EXERCISE: The entries that follow are to be duplicated in full, character for character.

Dataset entries
============
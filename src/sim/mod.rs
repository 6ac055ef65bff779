//! Per-frame simulation core
//!
//! All gameplay logic lives here. This module performs no I/O:
//! - One owned `Simulation` context, advanced by `tick`/`advance`
//! - Seeded RNG only (gameplay and cosmetic streams kept apart)
//! - Insertion-ordered entity collections
//! - No rendering or platform dependencies

pub mod autopilot;
pub mod collision;
pub mod combat;
pub mod movement;
pub mod phase;
pub mod pickup;
pub mod progression;
pub mod snapshot;
pub mod state;
pub mod tick;
pub mod weapon;
pub mod worldgen;

pub use autopilot::Autopilot;
pub use collision::{Rect, circle_rect_overlap, circles_overlap};
pub use phase::{DeathCause, RunOutcome, RunPhase};
pub use progression::{AbilityCatalog, AbilityDef, AbilityEffect, AbilityId, AbilityKind};
pub use snapshot::{HudView, RenderSnapshot};
pub use state::{
    Chest, ExtractionZone, Hostile, LootItem, LootKind, Obstacle, Particle, Player, Projectile,
    RunState,
};
pub use tick::{Aim, RunSummary, Simulation, TickInput, TickOutcome};
pub use weapon::{ProjectileTag, Weapon, WeaponId};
============
TASK ANSWER:
filename src/sim/mod.rs
repository 6ac055ef65bff779
//! Per-frame simulation core
//!
//! All gameplay logic lives here. This module performs no I/O:
//! - One owned `Simulation` context, advanced by `tick`/`advance`
//! - Seeded RNG only (gameplay and cosmetic streams kept apart)
//! - Insertion-ordered entity collections
//! - No rendering or platform dependencies

pub mod autopilot;
pub mod collision;
pub mod combat;
pub mod movement;
pub mod phase;
pub mod pickup;
pub mod progression;
pub mod snapshot;
pub mod state;
pub mod tick;
pub mod weapon;
pub mod worldgen;

pub use autopilot::Autopilot;
pub use collision::{Rect, circle_rect_overlap, circles_overlap};
pub use phase::{DeathCause, RunOutcome, RunPhase};
pub use progression::{AbilityCatalog, AbilityDef, AbilityEffect, AbilityId, AbilityKind};
pub use snapshot::{HudView, RenderSnapshot};
pub use state::{
    Chest, ExtractionZone, Hostile, LootItem, LootKind, Obstacle, Particle, Player, Projectile,
    RunState,
};
pub use tick::{Aim, RunSummary, Simulation, TickInput, TickOutcome};
pub use weapon::{ProjectileTag, Weapon, WeaponId};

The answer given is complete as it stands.